» YOUR GOAL
Only a number is expected in reply: the count of lines below where the word "NoProgress" occurs.

---- SOURCE MATERIAL

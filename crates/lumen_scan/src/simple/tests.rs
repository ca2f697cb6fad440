#![allow(clippy::unwrap_used, reason = "Tests can panic")]

use super::*;
use crate::GrammarBuilder;
use lumen_scan_core::{Kind, SourceBuffer, Token};
use pretty_assertions::assert_eq;

fn c_like() -> GrammarBuilder {
    let mut g = GrammarBuilder::new("test").unwrap();
    g.add_pattern(Kind::COMMENT, r"//[^\n]*").unwrap();
    g.add_pattern(Kind::IDENT, r"[A-Za-z_]\w*").unwrap();
    g.add_pattern(Kind::NUMERIC, r"\d+").unwrap();
    g.add_pattern(Kind::OPERATOR, r"[=+\-*/]").unwrap();
    g
}

fn scan_tokens(g: GrammarBuilder, src: &str) -> Vec<Token> {
    let mut s = SimpleScanner::new(g.build());
    s.set_source(SourceBuffer::new(src));
    s.main().unwrap();
    s.scanner().tokens().as_slice().to_vec()
}

// === Dispatch ===

#[test]
fn comment_then_assignment() {
    let tokens = scan_tokens(c_like(), "// hello\nx = 1");
    assert_eq!(
        tokens,
        vec![
            Token::new(Some(Kind::COMMENT), "// hello"),
            Token::new(None, "\n"),
            Token::new(Some(Kind::IDENT), "x"),
            Token::new(None, " "),
            Token::new(Some(Kind::OPERATOR), "="),
            Token::new(None, " "),
            Token::new(Some(Kind::NUMERIC), "1"),
        ]
    );
}

#[test]
fn ties_go_to_registration_order() {
    // `//` is both a comment start and two operators; the comment was
    // registered first.
    let tokens = scan_tokens(c_like(), "//x");
    assert_eq!(tokens, vec![Token::new(Some(Kind::COMMENT), "//x")]);

    let mut g = GrammarBuilder::bare("test");
    g.add_pattern(Kind::OPERATOR, "/").unwrap();
    g.add_pattern(Kind::COMMENT, "//.*").unwrap();
    let tokens = scan_tokens(g, "//x");
    assert_eq!(tokens[0], Token::new(Some(Kind::OPERATOR), "/"));
}

#[test]
fn unmatched_tail_is_untagged() {
    let tokens = scan_tokens(c_like(), "1 ???");
    assert_eq!(
        tokens,
        vec![Token::new(Some(Kind::NUMERIC), "1"), Token::new(None, " ???")]
    );
}

#[test]
fn tagged_runs_filters() {
    let mut g = c_like();
    g.add_identifier_mapping(Kind::KEYWORD, ["return"]);
    let mut s = SimpleScanner::new(g.build());
    let out = s.highlight("return x // TODO").unwrap();
    assert_eq!(
        out,
        "<KEYWORD>return</KEYWORD> x <COMMENT>// <COMMENT_NOTE>TODO</COMMENT_NOTE></COMMENT>"
    );
}

// === Overrides ===

#[test]
fn override_consumes_custom_span() {
    let mut g = c_like();
    let bang = lumen_scan_core::Pattern::new(r"![^!]*!?").unwrap();
    g.add_pattern(Kind::STRING, "!").unwrap();
    g.add_override(Kind::STRING, move |s: &mut Scanner, _| {
        let m = s.scan(&bang).unwrap();
        s.record_match(Some(Kind::STRING), &m);
        Ok(())
    });
    let tokens = scan_tokens(g, "a !b c! d");
    assert_eq!(tokens[2], Token::new(Some(Kind::STRING), "!b c!"));
    assert_eq!(tokens[4], Token::new(Some(Kind::IDENT), "d"));
}

#[test]
fn override_without_progress_is_an_error() {
    let mut g = c_like();
    g.add_override(Kind::NUMERIC, |_: &mut Scanner, _| Ok(()));
    let mut s = SimpleScanner::new(g.build());
    let err = s.highlight("x 12").unwrap_err();
    assert_eq!(err, ScanError::NoProgress { language: "test", pos: 2 });
}

#[test]
fn empty_match_is_an_error() {
    let mut g = GrammarBuilder::bare("test");
    g.add_pattern(Kind::STRING, "x*").unwrap();
    let mut s = SimpleScanner::new(g.build());
    assert!(matches!(
        s.highlight("abc"),
        Err(ScanError::NoProgress { .. })
    ));
}

#[test]
fn rescanning_clears_previous_output() {
    let mut s = SimpleScanner::new(c_like().build());
    let first = s.highlight("x").unwrap();
    let second = s.highlight("x").unwrap();
    assert_eq!(first, second);
    assert_eq!(second, "x");
}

--------

» ANSWER SECTION
2